* _About this task_: Match on the string "using" in the entries below and return every matching line.

(Dataset entries)
^^^^^^^^

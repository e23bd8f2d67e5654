//! Fixed-size linear algebra for the positioning filters
//!
//! Everything the trilateration solver and the range EKF need, on plain
//! `f32` arrays whose shapes are const generics. No heap, no external
//! matrix crate; the largest matrix in the tracker is 4×4.
//!
//! Shapes are checked by the compiler. A product of incompatible operands
//! does not build:
//!
//! ```rust,compile_fail
//! use uwbtrack_core::linalg::{multiply, Matrix};
//!
//! let a: Matrix<2, 3> = [[0.0; 3]; 2];
//! let b: Matrix<2, 2> = [[0.0; 2]; 2];
//! let mut c: Matrix<2, 2> = [[0.0; 2]; 2];
//! multiply(&a, &b, &mut c);
//! ```
//!
//! Inversion and solving use Gauss-Jordan elimination with partial pivoting
//! and report [`TrackingError::SingularMatrix`] when no remaining row offers
//! a pivot larger than [`PIVOT_EPSILON`].

use crate::{
    constants::PIVOT_EPSILON,
    errors::{TrackingError, TrackingResult},
};

/// Matrix type using const generics
pub type Matrix<const R: usize, const C: usize> = [[f32; C]; R];

/// Square matrix type
pub type SquareMatrix<const N: usize> = Matrix<N, N>;

/// Vector type
pub type Vector<const N: usize> = [f32; N];

/// Identity matrix
pub fn identity<const N: usize>() -> SquareMatrix<N> {
    let mut m = [[0.0; N]; N];
    for (i, row) in m.iter_mut().enumerate() {
        row[i] = 1.0;
    }
    m
}

/// Diagonal matrix from a vector
pub fn diagonal<const N: usize>(values: &Vector<N>) -> SquareMatrix<N> {
    let mut m = [[0.0; N]; N];
    for i in 0..N {
        m[i][i] = values[i];
    }
    m
}

/// Matrix multiplication: C = A × B
///
/// Dimensions: A[R×K] × B[K×C] = C[R×C]
pub fn multiply<const R: usize, const K: usize, const C: usize>(
    a: &Matrix<R, K>,
    b: &Matrix<K, C>,
    result: &mut Matrix<R, C>,
) {
    for i in 0..R {
        for j in 0..C {
            result[i][j] = 0.0;
            for k in 0..K {
                result[i][j] += a[i][k] * b[k][j];
            }
        }
    }
}

/// Matrix transpose: B = Aᵀ
pub fn transpose<const R: usize, const C: usize>(
    a: &Matrix<R, C>,
    result: &mut Matrix<C, R>,
) {
    for i in 0..R {
        for j in 0..C {
            result[j][i] = a[i][j];
        }
    }
}

/// Matrix addition: C = A + B
pub fn add<const R: usize, const C: usize>(
    a: &Matrix<R, C>,
    b: &Matrix<R, C>,
    result: &mut Matrix<R, C>,
) {
    for i in 0..R {
        for j in 0..C {
            result[i][j] = a[i][j] + b[i][j];
        }
    }
}

/// Matrix subtraction: C = A - B
pub fn subtract<const R: usize, const C: usize>(
    a: &Matrix<R, C>,
    b: &Matrix<R, C>,
    result: &mut Matrix<R, C>,
) {
    for i in 0..R {
        for j in 0..C {
            result[i][j] = a[i][j] - b[i][j];
        }
    }
}

/// Scalar multiplication: B = s·A
pub fn scale<const R: usize, const C: usize>(
    a: &Matrix<R, C>,
    s: f32,
    result: &mut Matrix<R, C>,
) {
    for i in 0..R {
        for j in 0..C {
            result[i][j] = a[i][j] * s;
        }
    }
}

/// Matrix-vector multiplication: y = A × x
pub fn matvec<const R: usize, const C: usize>(
    matrix: &Matrix<R, C>,
    vector: &Vector<C>,
    result: &mut Vector<R>,
) {
    for i in 0..R {
        result[i] = 0.0;
        for j in 0..C {
            result[i] += matrix[i][j] * vector[j];
        }
    }
}

/// Dot product: aᵀb
pub fn dot<const N: usize>(a: &Vector<N>, b: &Vector<N>) -> f32 {
    a.iter().zip(b.iter()).map(|(x, y)| x * y).sum()
}

/// Make matrix symmetric: A = (A + Aᵀ) / 2
///
/// Applied after every covariance product so rounding never lets the two
/// triangles drift apart.
pub fn make_symmetric<const N: usize>(matrix: &mut SquareMatrix<N>) {
    for i in 0..N {
        for j in i + 1..N {
            let avg = (matrix[i][j] + matrix[j][i]) * 0.5;
            matrix[i][j] = avg;
            matrix[j][i] = avg;
        }
    }
}

/// Row with the largest magnitude in column `col`, searching rows `col..N`.
fn pivot_row<const N: usize, const C: usize>(m: &Matrix<N, C>, col: usize) -> TrackingResult<usize> {
    let mut best = col;
    let mut best_val = libm::fabsf(m[col][col]);
    for (i, row) in m.iter().enumerate().skip(col + 1) {
        let val = libm::fabsf(row[col]);
        if val > best_val {
            best_val = val;
            best = i;
        }
    }

    // NaN fails this comparison too
    if !(best_val > PIVOT_EPSILON) {
        return Err(TrackingError::SingularMatrix);
    }
    Ok(best)
}

/// Matrix inversion using Gauss-Jordan elimination
///
/// `inv` is only meaningful on `Ok`. Row operations are mirrored onto an
/// identity matrix instead of an augmented `[A | I]` block, which keeps
/// every buffer at N×N.
pub fn invert<const N: usize>(
    a: &SquareMatrix<N>,
    inv: &mut SquareMatrix<N>,
) -> TrackingResult<()> {
    let mut work = *a;
    *inv = identity();

    for k in 0..N {
        let p = pivot_row(&work, k)?;
        if p != k {
            work.swap(k, p);
            inv.swap(k, p);
        }

        let pivot = work[k][k];
        for j in 0..N {
            work[k][j] /= pivot;
            inv[k][j] /= pivot;
        }

        for i in 0..N {
            if i == k {
                continue;
            }
            let factor = work[i][k];
            if factor == 0.0 {
                continue;
            }
            for j in 0..N {
                work[i][j] -= factor * work[k][j];
                inv[i][j] -= factor * inv[k][j];
            }
        }
    }

    Ok(())
}

/// Solve A×x = b by Gaussian elimination with partial pivoting
pub fn solve<const N: usize>(
    a: &SquareMatrix<N>,
    b: &Vector<N>,
    x: &mut Vector<N>,
) -> TrackingResult<()> {
    let mut work = *a;
    let mut rhs = *b;

    for k in 0..N {
        let p = pivot_row(&work, k)?;
        if p != k {
            work.swap(k, p);
            rhs.swap(k, p);
        }

        let pivot = work[k][k];
        for j in k..N {
            work[k][j] /= pivot;
        }
        rhs[k] /= pivot;

        for i in 0..N {
            if i == k {
                continue;
            }
            let factor = work[i][k];
            if factor == 0.0 {
                continue;
            }
            for j in k..N {
                work[i][j] -= factor * work[k][j];
            }
            rhs[i] -= factor * rhs[k];
        }
    }

    *x = rhs;
    Ok(())
}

^^^^^^^^

* _Expected output_:
/// Matrix type using const generics
/// Matrix inversion using Gauss-Jordan elimination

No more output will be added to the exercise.